In these successive appearances there was something of the prodigious and the dreamlike. Trompe-l’œil reigned like a discreet enchanter. A fur seemed to run across a denim coat with massive shoulders, though it was only a printed mirage. A knitted dress, fitted like a whispered confidence, bore the sunlit shadow of a fantasized body. Elsewhere, fragments of tulle, so light they seemed to belong to the air itself, slipped into the twists of a gold dress, into the rigor of a tailored trouser, or onto the gravity of an evening gown beaded with shimmering tubes. The effect suggested that the fabric, freed of its weight, floated upon the skin like a memory.

Yet illusion was only an open door to a deeper metamorphosis. Roseberry seemed to wish to remind us that clothing is not merely an ornament: it is a theatrical armor, a fleeting transfiguration. Thus one saw the birth, for the span of a cocktail, of worldly warriors. Their hands carried bags bristling with golden bird claws, resting upon mules whose heels formed hissing kittens, sculpted in resin and felt with an almost unsettling realism.

“This chimera, half human, half animal,” said the designer, “evokes the contradiction that inhabits each of us and that remains at the very heart of the house.”

Ribbed knits opened into suggestive cutouts or ended in undulating hems, like the fringes of a docile sea. Shining materials, capturing the islands of light scattered across the stage, cast fleeting flashes, as if each silhouette carried away with it a fragment of a star.

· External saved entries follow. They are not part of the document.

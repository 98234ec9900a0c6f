//! AArch64 interrupt masking
use aarch64_cpu::registers::DAIF;
use tock_registers::interfaces::{ReadWriteable, Readable, Writeable};

use crate::sync::InterruptMask;

/// Masks IRQs on the local CPU through the `DAIF.I` bit
pub struct Daif;

impl InterruptMask for Daif {
    type State = u64;

    #[inline(always)]
    fn save_and_mask() -> u64 {
        let state = DAIF.get();
        DAIF.modify(DAIF::I::SET);
        state
    }

    #[inline(always)]
    unsafe fn restore(state: u64) {
        DAIF.set(state);
    }
}

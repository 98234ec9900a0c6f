//! Resource-gated interrupt enable controller.
//!
//! Every enable register governed by a [Controller] holds `allowed & desired` at all times:
//! * `allowed` is rebuilt from the derived tables whenever a resource is reported on or off;
//! * `desired` is what firmware asked for through [Controller::enable] and friends.
//!
//! All mutations of both masks, and the register writes following them, happen under a single
//! per-controller [IrqSafeSpinlock], so callers from task and interrupt context are serialized.
use irq_catalog::{CallbackClass, Catalog, CatalogError, EnableField, RegisterId, ResourceId};
use static_assertions::assert_impl_all;

use crate::{
    derive::DerivedTables,
    device::RegisterBank,
    error::Error,
    sync::{InterruptMask, IrqSafeSpinlock, NoMask},
};

use self::state::RuntimeState;

pub mod state;

pub use state::{RegisterSnapshot, ResourceStatus};

/// Arbitrates the enable registers described by one static [Catalog].
///
/// `M` selects how interrupts are masked while the controller's lock is held. A controller used
/// from interrupt context needs a strategy which actually masks them, such as
/// `arch::aarch64::Daif`: with [NoMask], an interrupt handler calling into the controller
/// while the interrupted code holds the lock spins forever.
pub struct Controller<B: RegisterBank, M: InterruptMask> {
    catalog: &'static Catalog,
    tables: DerivedTables,
    bank: B,
    state: IrqSafeSpinlock<M, RuntimeState>,
}

assert_impl_all!(DerivedTables: Send, Sync);
assert_impl_all!(IrqSafeSpinlock<NoMask, RuntimeState>: Send, Sync);

impl<B: RegisterBank, M: InterruptMask> Controller<B, M> {
    /// Derives the controller tables from `catalog`. The registers in `bank` are not written until
    /// the first request.
    ///
    /// # Errors
    ///
    /// Fails if the catalog has configuration defects, see [Catalog::validate], or if `bank`
    /// can't store one of its registers ([CatalogError::UnsupportedRegister]).
    pub fn new(catalog: &'static Catalog, bank: B) -> Result<Self, CatalogError> {
        let tables = DerivedTables::derive(catalog)?;

        for (index, desc) in catalog.registers().iter().enumerate() {
            // derive() validated the catalog, the index fits
            let register = RegisterId::new(index as u16);
            if !bank.accepts(register, desc.width) {
                log::error!("{}: not supported by the register bank", desc.name);
                return Err(CatalogError::UnsupportedRegister {
                    register,
                    width: desc.width,
                });
            }
        }
        let state = RuntimeState::new(catalog);

        Ok(Self {
            catalog,
            tables,
            bank,
            state: IrqSafeSpinlock::new(state),
        })
    }

    /// Returns the catalog the controller was derived from
    #[inline]
    pub fn catalog(&self) -> &'static Catalog {
        self.catalog
    }

    /// Returns the tables derived from the catalog
    #[inline]
    pub fn tables(&self) -> &DerivedTables {
        &self.tables
    }

    /// Returns the register bank the controller writes to
    #[inline]
    pub fn bank(&self) -> &B {
        &self.bank
    }

    /// Records the new availability of `resource` and reprograms every resource-affected register
    pub fn update_resource(&self, resource: ResourceId, status: ResourceStatus) -> Result<(), Error> {
        let desc = self
            .catalog
            .resource(resource)
            .ok_or(Error::UnknownResource(resource))?;

        {
            let mut state = self.state.lock();

            state.set_status(resource, status);
            state.recalculate_allowed(self.catalog, &self.tables);
            self.program(&state, self.tables.affected_registers().iter().copied());
        }

        log::trace!("Resource {:?} is now {:?}", desc.name, status);

        Ok(())
    }

    /// Reports `resource` as available
    #[inline]
    pub fn turn_on_resource(&self, resource: ResourceId) -> Result<(), Error> {
        self.update_resource(resource, ResourceStatus::On)
    }

    /// Reports `resource` as unavailable
    #[inline]
    pub fn turn_off_resource(&self, resource: ResourceId) -> Result<(), Error> {
        self.update_resource(resource, ResourceStatus::Off)
    }

    /// Requests the interrupts controlled by `fields` to be enabled.
    ///
    /// # Note
    ///
    /// Prefer [Controller::enable], this is meant for interrupts which have no callback class
    /// worth naming.
    pub fn enable_fields(&self, fields: &[EnableField]) -> Result<(), Error> {
        self.set_fields(fields.iter().copied(), true)
    }

    /// Requests the interrupts controlled by `fields` to be disabled
    pub fn disable_fields(&self, fields: &[EnableField]) -> Result<(), Error> {
        self.set_fields(fields.iter().copied(), false)
    }

    /// Requests every interrupt of the given callback `classes` to be enabled. Classes which
    /// match no interrupt are ignored.
    ///
    /// # Errors
    ///
    /// Fails with [Error::TopLevelUnsupported] if a matching interrupt has no enable field. Nothing
    /// is changed in that case.
    pub fn enable(&self, classes: &[CallbackClass]) -> Result<(), Error> {
        self.set_by_class(classes, true)
    }

    /// Requests every interrupt of the given callback `classes` to be disabled. See
    /// [Controller::enable].
    pub fn disable(&self, classes: &[CallbackClass]) -> Result<(), Error> {
        self.set_by_class(classes, false)
    }

    /// Returns the last reported availability of `resource`
    pub fn resource_status(&self, resource: ResourceId) -> Option<ResourceStatus> {
        self.catalog.resource(resource)?;
        Some(self.state.lock().status(resource))
    }

    /// Returns a consistent view of the masks of `register`
    pub fn snapshot(&self, register: RegisterId) -> Option<RegisterSnapshot> {
        self.catalog.register(register)?;
        Some(self.state.lock().snapshot(register))
    }

    fn set_by_class(&self, classes: &[CallbackClass], enable: bool) -> Result<(), Error> {
        // The catalog is immutable, lookups don't need the lock
        if let Some(irq) = self
            .catalog
            .matching(classes)
            .find(|irq| irq.enable_field.is_none())
        {
            log::error!("{}: top-level interrupts can't be controlled by class", irq.name);
            return Err(Error::TopLevelUnsupported(irq.name));
        }

        let fields = self
            .catalog
            .matching(classes)
            .filter_map(|irq| irq.enable_field);

        self.set_fields(fields, enable)
    }

    fn set_fields<I>(&self, fields: I, enable: bool) -> Result<(), Error>
    where
        I: Iterator<Item = EnableField> + Clone,
    {
        for field in fields.clone() {
            self.check_field(field)?;
        }

        if fields.clone().next().is_none() {
            return Ok(());
        }

        {
            let mut state = self.state.lock();

            for field in fields.clone() {
                state.apply(field, enable);
            }

            // Each touched register is written once, in the order it was first touched
            let touched = fields.clone().enumerate().filter_map(|(i, field)| {
                let seen = fields.clone().take(i).any(|f| f.register == field.register);
                (!seen).then_some(field.register)
            });
            self.program(&state, touched);
        }

        for field in fields {
            log::trace!(
                "{} mask {:#x} in {:?}",
                if enable { "Enabled" } else { "Disabled" },
                field.mask,
                self.catalog.registers()[field.register.index()].name
            );
        }

        Ok(())
    }

    fn check_field(&self, field: EnableField) -> Result<(), Error> {
        self.catalog
            .register(field.register)
            .ok_or(Error::UnknownRegister(field.register))?;

        if field.mask == 0 || field.mask & !self.tables.declared_mask(field.register) != 0 {
            return Err(Error::UndeclaredField(field));
        }

        Ok(())
    }

    fn program<I: Iterator<Item = RegisterId>>(&self, state: &RuntimeState, registers: I) {
        for register in registers {
            // Never enable anything resource availability doesn't allow
            let value = state.snapshot(register).programmed();
            self.bank.write_enable_bits(register, value);
        }
    }
}
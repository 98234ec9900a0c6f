//! Register and resource identities

/// Identifies one enable register of a [crate::Catalog]
#[repr(transparent)]
#[derive(Clone, Copy, PartialEq, Eq, PartialOrd, Ord, Hash, Debug)]
pub struct RegisterId(u16);

/// Identifies one gateable resource (power rail, clock domain, peripheral) of a
/// [crate::Catalog]
#[repr(transparent)]
#[derive(Clone, Copy, PartialEq, Eq, PartialOrd, Ord, Hash, Debug)]
pub struct ResourceId(u16);

/// Native width of an enable register
#[derive(Clone, Copy, PartialEq, Eq, Debug)]
pub enum RegisterWidth {
    /// 8-bit register
    U8,
    /// 16-bit register
    U16,
    /// 32-bit register
    U32,
    /// 64-bit register
    U64,
}

/// Static description of an enable register
#[derive(Clone, Copy, Debug)]
pub struct RegisterDesc {
    /// Display name of the register
    pub name: &'static str,
    /// Native width of the register
    pub width: RegisterWidth,
}

/// Static description of a resource
#[derive(Clone, Copy, Debug)]
pub struct ResourceDesc {
    /// Display name of the resource
    pub name: &'static str,
}

impl RegisterId {
    /// Wraps an index into the catalog's register table
    #[inline(always)]
    pub const fn new(index: u16) -> Self {
        Self(index)
    }

    /// Returns the index into the catalog's register table
    #[inline(always)]
    pub const fn index(self) -> usize {
        self.0 as usize
    }
}

impl ResourceId {
    /// Wraps an index into the catalog's resource table
    #[inline(always)]
    pub const fn new(index: u16) -> Self {
        Self(index)
    }

    /// Returns the index into the catalog's resource table
    #[inline(always)]
    pub const fn index(self) -> usize {
        self.0 as usize
    }
}

impl RegisterWidth {
    /// Returns the number of bits in the register
    pub const fn bits(self) -> u32 {
        match self {
            Self::U8 => 8,
            Self::U16 => 16,
            Self::U32 => 32,
            Self::U64 => 64,
        }
    }

    /// Returns a mask with every bit of the register set
    pub const fn all_bits(self) -> u64 {
        match self {
            Self::U64 => u64::MAX,
            _ => (1u64 << self.bits()) - 1,
        }
    }

    /// Returns `true` if `mask` fits into the register
    #[inline]
    pub const fn contains(self, mask: u64) -> bool {
        mask & !self.all_bits() == 0
    }
}

impl RegisterDesc {
    /// Describes a register
    pub const fn new(name: &'static str, width: RegisterWidth) -> Self {
        Self { name, width }
    }
}

impl ResourceDesc {
    /// Describes a resource
    pub const fn new(name: &'static str) -> Self {
        Self { name }
    }
}
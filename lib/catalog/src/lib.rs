//! Static description of resource-gated interrupt lines.
//!
//! A [Catalog] lists the enable registers, the resources and every interrupt line of a device.
//! It is meant to be built in a `static` and validated once before anything consumes it.
#![no_std]
#![warn(missing_docs)]

#[cfg(test)]
extern crate std;

pub mod error;
pub(crate) mod interrupt;
pub(crate) mod register;

pub use error::CatalogError;
pub use interrupt::{CallbackClass, EnableField, InterruptDescriptor};
pub use register::{RegisterDesc, RegisterId, RegisterWidth, ResourceDesc, ResourceId};

/// Immutable table of registers, resources and interrupts of a device
#[derive(Clone, Copy, Debug)]
pub struct Catalog {
    registers: &'static [RegisterDesc],
    resources: &'static [ResourceDesc],
    interrupts: &'static [InterruptDescriptor],
}

impl Catalog {
    /// Constructs a catalog. [RegisterId] and [ResourceId] values used by `interrupts` are
    /// indices into `registers` and `resources` respectively.
    pub const fn new(
        registers: &'static [RegisterDesc],
        resources: &'static [ResourceDesc],
        interrupts: &'static [InterruptDescriptor],
    ) -> Self {
        Self {
            registers,
            resources,
            interrupts,
        }
    }

    /// Returns all the registers declared
    #[inline]
    pub fn registers(&self) -> &'static [RegisterDesc] {
        self.registers
    }

    /// Returns all the resources declared
    #[inline]
    pub fn resources(&self) -> &'static [ResourceDesc] {
        self.resources
    }

    /// Returns all the interrupts declared
    #[inline]
    pub fn interrupts(&self) -> &'static [InterruptDescriptor] {
        self.interrupts
    }

    /// Looks up a register description
    pub fn register(&self, id: RegisterId) -> Option<&'static RegisterDesc> {
        self.registers.get(id.index())
    }

    /// Looks up a resource description
    pub fn resource(&self, id: ResourceId) -> Option<&'static ResourceDesc> {
        self.resources.get(id.index())
    }

    /// Returns an iterator over the interrupts with an enable field, paired with that field
    pub fn fields(&self) -> impl Iterator<Item = (&'static InterruptDescriptor, EnableField)> + Clone {
        self.interrupts
            .iter()
            .filter_map(|irq| irq.enable_field.map(|field| (irq, field)))
    }

    /// Returns an iterator over the interrupts belonging to any of the `classes`
    pub fn matching<'a>(
        &self,
        classes: &'a [CallbackClass],
    ) -> impl Iterator<Item = &'static InterruptDescriptor> + Clone + 'a {
        self.interrupts
            .iter()
            .filter(move |irq| irq.matches(classes))
    }

    /// Returns the union of every enable field declared in `register`
    pub fn declared_mask(&self, register: RegisterId) -> u64 {
        self.fields()
            .filter(|(_, field)| field.register == register)
            .fold(0, |mask, (_, field)| mask | field.mask)
    }

    /// Checks the catalog for configuration defects.
    ///
    /// # Note
    ///
    /// Runtime users of the catalog rely on this having succeeded, so it has to be called before
    /// any of them are constructed.
    pub fn validate(&self) -> Result<(), CatalogError> {
        if self.registers.len() > u16::MAX as usize + 1 || self.resources.len() > u16::MAX as usize + 1
        {
            return Err(CatalogError::TooManyEntries);
        }

        for (i, irq) in self.interrupts.iter().enumerate() {
            for (j, &resource) in irq.resources.iter().enumerate() {
                if self.resource(resource).is_none() {
                    return Err(CatalogError::UnknownResource {
                        interrupt: irq.name,
                        resource,
                    });
                }
                if irq.resources[..j].contains(&resource) {
                    return Err(CatalogError::DuplicateResource {
                        interrupt: irq.name,
                        resource,
                    });
                }
            }

            let Some(field) = irq.enable_field else {
                continue;
            };

            let Some(register) = self.register(field.register) else {
                return Err(CatalogError::UnknownRegister {
                    interrupt: irq.name,
                    register: field.register,
                });
            };
            if field.mask == 0 {
                return Err(CatalogError::EmptyMask {
                    interrupt: irq.name,
                });
            }
            if !register.width.contains(field.mask) {
                return Err(CatalogError::MaskExceedsWidth {
                    interrupt: irq.name,
                    mask: field.mask,
                    width: register.width,
                });
            }

            // Only look back, so every pair is checked exactly once
            let earlier = self.interrupts[..i]
                .iter()
                .filter_map(|other| other.enable_field.map(|f| (other, f)));
            for (other, other_field) in earlier {
                if other_field.register == field.register && other_field.mask & field.mask != 0 {
                    return Err(CatalogError::OverlappingFields {
                        first: other.name,
                        second: irq.name,
                        register: field.register,
                    });
                }
            }
        }

        Ok(())
    }
}

#[cfg(test)]
mod tests {
    use crate::{
        CallbackClass, Catalog, CatalogError, EnableField, InterruptDescriptor, RegisterDesc,
        RegisterId, RegisterWidth, ResourceDesc, ResourceId,
    };

    const CTRL: RegisterId = RegisterId::new(0);
    const STATUS: RegisterId = RegisterId::new(1);
    const POWER: ResourceId = ResourceId::new(0);
    const CLOCK: ResourceId = ResourceId::new(1);

    const TIMER: CallbackClass = CallbackClass::new("timer");
    const UART: CallbackClass = CallbackClass::new("uart");

    static REGISTERS: [RegisterDesc; 2] = [
        RegisterDesc::new("CTRL", RegisterWidth::U8),
        RegisterDesc::new("STATUS", RegisterWidth::U32),
    ];
    static RESOURCES: [ResourceDesc; 2] = [ResourceDesc::new("power"), ResourceDesc::new("clock")];

    fn catalog(interrupts: &'static [InterruptDescriptor]) -> Catalog {
        Catalog::new(&REGISTERS, &RESOURCES, interrupts)
    }

    #[test]
    fn test_valid_catalog() {
        static IRQS: [InterruptDescriptor; 4] = [
            InterruptDescriptor::new("timer0", TIMER, EnableField::bit(CTRL, 0), &[POWER]),
            InterruptDescriptor::new("timer1", TIMER, EnableField::bit(CTRL, 1), &[POWER, CLOCK]),
            InterruptDescriptor::new("uart", UART, EnableField::new(STATUS, 0xF0), &[]),
            InterruptDescriptor::top_level("aggregate", UART),
        ];
        let catalog = catalog(&IRQS);

        assert_eq!(catalog.validate(), Ok(()));
        assert_eq!(catalog.declared_mask(CTRL), 0b11);
        assert_eq!(catalog.declared_mask(STATUS), 0xF0);
        assert_eq!(catalog.fields().count(), 3);
        assert_eq!(catalog.matching(&[TIMER]).count(), 2);
        assert_eq!(catalog.matching(&[UART]).count(), 2);
        assert_eq!(catalog.matching(&[CallbackClass::new("none")]).count(), 0);
        assert!(IRQS[1].depends_on(CLOCK));
        assert!(!IRQS[0].depends_on(CLOCK));
        assert!(!IRQS[2].is_resource_dependent());
    }

    #[test]
    fn test_rejects_overlap() {
        static IRQS: [InterruptDescriptor; 3] = [
            InterruptDescriptor::new("a", TIMER, EnableField::new(CTRL, 0b0011), &[]),
            InterruptDescriptor::new("b", TIMER, EnableField::new(STATUS, 0b0011), &[]),
            InterruptDescriptor::new("c", UART, EnableField::new(CTRL, 0b0110), &[]),
        ];

        assert_eq!(
            catalog(&IRQS).validate(),
            Err(CatalogError::OverlappingFields {
                first: "a",
                second: "c",
                register: CTRL
            })
        );
    }

    #[test]
    fn test_rejects_same_field_twice() {
        static IRQS: [InterruptDescriptor; 2] = [
            InterruptDescriptor::new("a", TIMER, EnableField::bit(CTRL, 3), &[]),
            InterruptDescriptor::new("b", UART, EnableField::bit(CTRL, 3), &[POWER]),
        ];

        assert!(matches!(
            catalog(&IRQS).validate(),
            Err(CatalogError::OverlappingFields { .. })
        ));
    }

    #[test]
    fn test_rejects_bad_fields() {
        static WIDE: [InterruptDescriptor; 1] = [InterruptDescriptor::new(
            "wide",
            TIMER,
            EnableField::bit(CTRL, 8),
            &[],
        )];
        static EMPTY: [InterruptDescriptor; 1] = [InterruptDescriptor::new(
            "empty",
            TIMER,
            EnableField::new(CTRL, 0),
            &[],
        )];
        static NOWHERE: [InterruptDescriptor; 1] = [InterruptDescriptor::new(
            "nowhere",
            TIMER,
            EnableField::bit(RegisterId::new(7), 0),
            &[],
        )];

        assert_eq!(
            catalog(&WIDE).validate(),
            Err(CatalogError::MaskExceedsWidth {
                interrupt: "wide",
                mask: 0x100,
                width: RegisterWidth::U8
            })
        );
        assert_eq!(
            catalog(&EMPTY).validate(),
            Err(CatalogError::EmptyMask { interrupt: "empty" })
        );
        assert_eq!(
            catalog(&NOWHERE).validate(),
            Err(CatalogError::UnknownRegister {
                interrupt: "nowhere",
                register: RegisterId::new(7)
            })
        );
    }

    #[test]
    fn test_bit_past_u64() {
        static FAR: [InterruptDescriptor; 1] = [InterruptDescriptor::new(
            "far",
            UART,
            EnableField::bit(STATUS, 64),
            &[],
        )];

        for bit in [64, 65, u32::MAX] {
            assert_eq!(EnableField::bit(STATUS, bit).mask, 0);
        }
        assert_eq!(EnableField::bit(STATUS, 63).mask, 1 << 63);

        assert_eq!(
            catalog(&FAR).validate(),
            Err(CatalogError::EmptyMask { interrupt: "far" })
        );
    }

    #[test]
    fn test_rejects_bad_resources() {
        static UNKNOWN: [InterruptDescriptor; 1] = [InterruptDescriptor::new(
            "unknown",
            TIMER,
            EnableField::bit(CTRL, 0),
            &[ResourceId::new(2)],
        )];
        static TWICE: [InterruptDescriptor; 1] = [InterruptDescriptor::new(
            "twice",
            TIMER,
            EnableField::bit(CTRL, 0),
            &[CLOCK, POWER, CLOCK],
        )];

        assert_eq!(
            catalog(&UNKNOWN).validate(),
            Err(CatalogError::UnknownResource {
                interrupt: "unknown",
                resource: ResourceId::new(2)
            })
        );
        assert_eq!(
            catalog(&TWICE).validate(),
            Err(CatalogError::DuplicateResource {
                interrupt: "twice",
                resource: CLOCK
            })
        );
    }
}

I left the presentation with that singular vertigo certain collections inspire: the feeling of having witnessed less a fashion show than a materialized reverie. Perhaps it was simply that, but until now it has been the most beautiful apparition of this Paris fashion week. For a long while afterward my mind remained unsettled, as when one leaves a landscape whose beauty has silently moved you.